Aim of the task: Here the whole listing must be retyped exactly, with no line omitted.

- - - - - - -

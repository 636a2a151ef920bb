use crate::error::CoreError;
use crate::models::{Domain, RecurrenceRule, Task};
use crate::store::{SqliteStore, TaskStore};
use async_trait::async_trait;
use chrono::{DateTime, NaiveDate, Utc};
use sqlx::{FromRow, Sqlite, Transaction};
use uuid::Uuid;

const SELECT_TASKS: &str = "SELECT id, template_id, name, description, category, domain, rule, cost, notes, \
     last_completed_at, next_due, created_at, version FROM tasks";

/// Row shape of the `tasks` table; the rule is stored as a JSON frequency record.
#[derive(Debug, FromRow)]
struct TaskRow {
    id: Uuid,
    template_id: Option<String>,
    name: String,
    description: Option<String>,
    category: String,
    domain: Domain,
    rule: String,
    cost: Option<f64>,
    notes: Option<String>,
    last_completed_at: Option<DateTime<Utc>>,
    next_due: NaiveDate,
    created_at: DateTime<Utc>,
    version: i64,
}

impl TryFrom<TaskRow> for Task {
    type Error = CoreError;

    fn try_from(row: TaskRow) -> Result<Self, Self::Error> {
        let rule: RecurrenceRule = serde_json::from_str(&row.rule)?;
        Ok(Task {
            id: row.id,
            template_id: row.template_id,
            name: row.name,
            description: row.description,
            category: row.category,
            domain: row.domain,
            rule,
            cost: row.cost,
            notes: row.notes,
            last_completed_at: row.last_completed_at,
            next_due: row.next_due,
            created_at: row.created_at,
            version: row.version,
        })
    }
}

fn into_tasks(rows: Vec<TaskRow>) -> Result<Vec<Task>, CoreError> {
    rows.into_iter().map(Task::try_from).collect()
}

#[async_trait]
impl TaskStore for SqliteStore {
    async fn load_all(&self) -> Result<Vec<Task>, CoreError> {
        let rows: Vec<TaskRow> = sqlx::query_as(&format!("{SELECT_TASKS} ORDER BY rowid"))
            .fetch_all(self.pool())
            .await?;
        into_tasks(rows)
    }

    async fn load_domain(&self, domain: Domain) -> Result<Vec<Task>, CoreError> {
        let rows: Vec<TaskRow> =
            sqlx::query_as(&format!("{SELECT_TASKS} WHERE domain = $1 ORDER BY rowid"))
                .bind(domain)
                .fetch_all(self.pool())
                .await?;
        into_tasks(rows)
    }

    async fn find(&self, id: Uuid) -> Result<Option<Task>, CoreError> {
        let row: Option<TaskRow> = sqlx::query_as(&format!("{SELECT_TASKS} WHERE id = $1"))
            .bind(id)
            .fetch_optional(self.pool())
            .await?;
        row.map(Task::try_from).transpose()
    }

    async fn find_by_prefix(&self, prefix: &str) -> Result<Vec<Task>, CoreError> {
        let hex: String = prefix
            .chars()
            .filter(|c| *c != '-')
            .map(|c| c.to_ascii_lowercase())
            .collect();
        if hex.is_empty() || !hex.chars().all(|c| c.is_ascii_hexdigit()) {
            return Ok(Vec::new());
        }

        let mut pattern = String::with_capacity(hex.len() + 1);
        pattern.push_str(&hex);
        pattern.push('%');

        let rows: Vec<TaskRow> =
            sqlx::query_as(&format!("{SELECT_TASKS} WHERE lower(hex(id)) LIKE $1 ORDER BY rowid"))
                .bind(pattern)
                .fetch_all(self.pool())
                .await?;
        into_tasks(rows)
    }

    async fn insert(&self, task: Task) -> Result<Task, CoreError> {
        let rule = serde_json::to_string(&task.rule)?;
        sqlx::query(
            r#"INSERT INTO tasks (id, template_id, name, description, category, domain, rule, cost, notes, last_completed_at, next_due, created_at, version)
            VALUES ($1, $2, $3, $4, $5, $6, $7, $8, $9, $10, $11, $12, $13)
            "#,
        )
        .bind(task.id)
        .bind(&task.template_id)
        .bind(&task.name)
        .bind(&task.description)
        .bind(&task.category)
        .bind(task.domain)
        .bind(rule)
        .bind(task.cost)
        .bind(&task.notes)
        .bind(task.last_completed_at)
        .bind(task.next_due)
        .bind(task.created_at)
        .bind(task.version)
        .execute(self.pool())
        .await?;

        tracing::debug!(task_id = %task.id, domain = %task.domain, "task inserted");
        Ok(task)
    }

    async fn save(&self, task: &Task) -> Result<Task, CoreError> {
        let mut tx = self.pool().begin().await?;
        let saved = Self::save_task(&mut tx, task).await?;
        tx.commit().await?;
        Ok(saved)
    }

    async fn delete(&self, id: Uuid) -> Result<(), CoreError> {
        let result = sqlx::query("DELETE FROM tasks WHERE id = $1")
            .bind(id)
            .execute(self.pool())
            .await?;

        if result.rows_affected() == 0 {
            return Err(CoreError::NotFound(id.to_string()));
        }
        Ok(())
    }
}

impl SqliteStore {
    /// Version-checked update inside `tx`; see [`TaskStore::save`].
    pub(crate) async fn save_task<'a>(
        tx: &mut Transaction<'a, Sqlite>,
        task: &Task,
    ) -> Result<Task, CoreError> {
        let rule = serde_json::to_string(&task.rule)?;
        let result = sqlx::query(
            r#"UPDATE tasks
            SET template_id = $1, name = $2, description = $3, category = $4, domain = $5, rule = $6,
                cost = $7, notes = $8, last_completed_at = $9, next_due = $10, version = version + 1
            WHERE id = $11 AND version = $12
            "#,
        )
        .bind(&task.template_id)
        .bind(&task.name)
        .bind(&task.description)
        .bind(&task.category)
        .bind(task.domain)
        .bind(rule)
        .bind(task.cost)
        .bind(&task.notes)
        .bind(task.last_completed_at)
        .bind(task.next_due)
        .bind(task.id)
        .bind(task.version)
        .execute(&mut **tx)
        .await?;

        if result.rows_affected() == 0 {
            let exists: Option<i64> = sqlx::query_scalar("SELECT version FROM tasks WHERE id = $1")
                .bind(task.id)
                .fetch_optional(&mut **tx)
                .await?;
            return Err(match exists {
                Some(stored) => {
                    tracing::warn!(task_id = %task.id, expected = task.version, stored, "stale task version");
                    CoreError::Conflict(task.name.clone())
                }
                None => CoreError::NotFound(task.id.to_string()),
            });
        }

        let mut saved = task.clone();
        saved.version += 1;
        tracing::debug!(task_id = %saved.id, version = saved.version, next_due = %saved.next_due, "task saved");
        Ok(saved)
    }
}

- - - - - - -

Response to the task:
repository 636a2a151ef920bb
use crate::error::CoreError;
use crate::models::{Domain, RecurrenceRule, Task};
use crate::store::{SqliteStore, TaskStore};
use async_trait::async_trait;
use chrono::{DateTime, NaiveDate, Utc};
use sqlx::{FromRow, Sqlite, Transaction};
use uuid::Uuid;

const SELECT_TASKS: &str = "SELECT id, template_id, name, description, category, domain, rule, cost, notes, \
     last_completed_at, next_due, created_at, version FROM tasks";

/// Row shape of the `tasks` table; the rule is stored as a JSON frequency record.
#[derive(Debug, FromRow)]
struct TaskRow {
    id: Uuid,
    template_id: Option<String>,
    name: String,
    description: Option<String>,
    category: String,
    domain: Domain,
    rule: String,
    cost: Option<f64>,
    notes: Option<String>,
    last_completed_at: Option<DateTime<Utc>>,
    next_due: NaiveDate,
    created_at: DateTime<Utc>,
    version: i64,
}

impl TryFrom<TaskRow> for Task {
    type Error = CoreError;

    fn try_from(row: TaskRow) -> Result<Self, Self::Error> {
        let rule: RecurrenceRule = serde_json::from_str(&row.rule)?;
        Ok(Task {
            id: row.id,
            template_id: row.template_id,
            name: row.name,
            description: row.description,
            category: row.category,
            domain: row.domain,
            rule,
            cost: row.cost,
            notes: row.notes,
            last_completed_at: row.last_completed_at,
            next_due: row.next_due,
            created_at: row.created_at,
            version: row.version,
        })
    }
}

fn into_tasks(rows: Vec<TaskRow>) -> Result<Vec<Task>, CoreError> {
    rows.into_iter().map(Task::try_from).collect()
}

#[async_trait]
impl TaskStore for SqliteStore {
    async fn load_all(&self) -> Result<Vec<Task>, CoreError> {
        let rows: Vec<TaskRow> = sqlx::query_as(&format!("{SELECT_TASKS} ORDER BY rowid"))
            .fetch_all(self.pool())
            .await?;
        into_tasks(rows)
    }

    async fn load_domain(&self, domain: Domain) -> Result<Vec<Task>, CoreError> {
        let rows: Vec<TaskRow> =
            sqlx::query_as(&format!("{SELECT_TASKS} WHERE domain = $1 ORDER BY rowid"))
                .bind(domain)
                .fetch_all(self.pool())
                .await?;
        into_tasks(rows)
    }

    async fn find(&self, id: Uuid) -> Result<Option<Task>, CoreError> {
        let row: Option<TaskRow> = sqlx::query_as(&format!("{SELECT_TASKS} WHERE id = $1"))
            .bind(id)
            .fetch_optional(self.pool())
            .await?;
        row.map(Task::try_from).transpose()
    }

    async fn find_by_prefix(&self, prefix: &str) -> Result<Vec<Task>, CoreError> {
        let hex: String = prefix
            .chars()
            .filter(|c| *c != '-')
            .map(|c| c.to_ascii_lowercase())
            .collect();
        if hex.is_empty() || !hex.chars().all(|c| c.is_ascii_hexdigit()) {
            return Ok(Vec::new());
        }

        let mut pattern = String::with_capacity(hex.len() + 1);
        pattern.push_str(&hex);
        pattern.push('%');

        let rows: Vec<TaskRow> =
            sqlx::query_as(&format!("{SELECT_TASKS} WHERE lower(hex(id)) LIKE $1 ORDER BY rowid"))
                .bind(pattern)
                .fetch_all(self.pool())
                .await?;
        into_tasks(rows)
    }

    async fn insert(&self, task: Task) -> Result<Task, CoreError> {
        let rule = serde_json::to_string(&task.rule)?;
        sqlx::query(
            r#"INSERT INTO tasks (id, template_id, name, description, category, domain, rule, cost, notes, last_completed_at, next_due, created_at, version)
            VALUES ($1, $2, $3, $4, $5, $6, $7, $8, $9, $10, $11, $12, $13)
            "#,
        )
        .bind(task.id)
        .bind(&task.template_id)
        .bind(&task.name)
        .bind(&task.description)
        .bind(&task.category)
        .bind(task.domain)
        .bind(rule)
        .bind(task.cost)
        .bind(&task.notes)
        .bind(task.last_completed_at)
        .bind(task.next_due)
        .bind(task.created_at)
        .bind(task.version)
        .execute(self.pool())
        .await?;

        tracing::debug!(task_id = %task.id, domain = %task.domain, "task inserted");
        Ok(task)
    }

    async fn save(&self, task: &Task) -> Result<Task, CoreError> {
        let mut tx = self.pool().begin().await?;
        let saved = Self::save_task(&mut tx, task).await?;
        tx.commit().await?;
        Ok(saved)
    }

    async fn delete(&self, id: Uuid) -> Result<(), CoreError> {
        let result = sqlx::query("DELETE FROM tasks WHERE id = $1")
            .bind(id)
            .execute(self.pool())
            .await?;

        if result.rows_affected() == 0 {
            return Err(CoreError::NotFound(id.to_string()));
        }
        Ok(())
    }
}

impl SqliteStore {
    /// Version-checked update inside `tx`; see [`TaskStore::save`].
    pub(crate) async fn save_task<'a>(
        tx: &mut Transaction<'a, Sqlite>,
        task: &Task,
    ) -> Result<Task, CoreError> {
        let rule = serde_json::to_string(&task.rule)?;
        let result = sqlx::query(
            r#"UPDATE tasks
            SET template_id = $1, name = $2, description = $3, category = $4, domain = $5, rule = $6,
                cost = $7, notes = $8, last_completed_at = $9, next_due = $10, version = version + 1
            WHERE id = $11 AND version = $12
            "#,
        )
        .bind(&task.template_id)
        .bind(&task.name)
        .bind(&task.description)
        .bind(&task.category)
        .bind(task.domain)
        .bind(rule)
        .bind(task.cost)
        .bind(&task.notes)
        .bind(task.last_completed_at)
        .bind(task.next_due)
        .bind(task.id)
        .bind(task.version)
        .execute(&mut **tx)
        .await?;

        if result.rows_affected() == 0 {
            let exists: Option<i64> = sqlx::query_scalar("SELECT version FROM tasks WHERE id = $1")
                .bind(task.id)
                .fetch_optional(&mut **tx)
                .await?;
            return Err(match exists {
                Some(stored) => {
                    tracing::warn!(task_id = %task.id, expected = task.version, stored, "stale task version");
                    CoreError::Conflict(task.name.clone())
                }
                None => CoreError::NotFound(task.id.to_string()),
            });
        }

        let mut saved = task.clone();
        saved.version += 1;
        tracing::debug!(task_id = %saved.id, version = saved.version, next_due = %saved.next_due, "task saved");
        Ok(saved)
    }
}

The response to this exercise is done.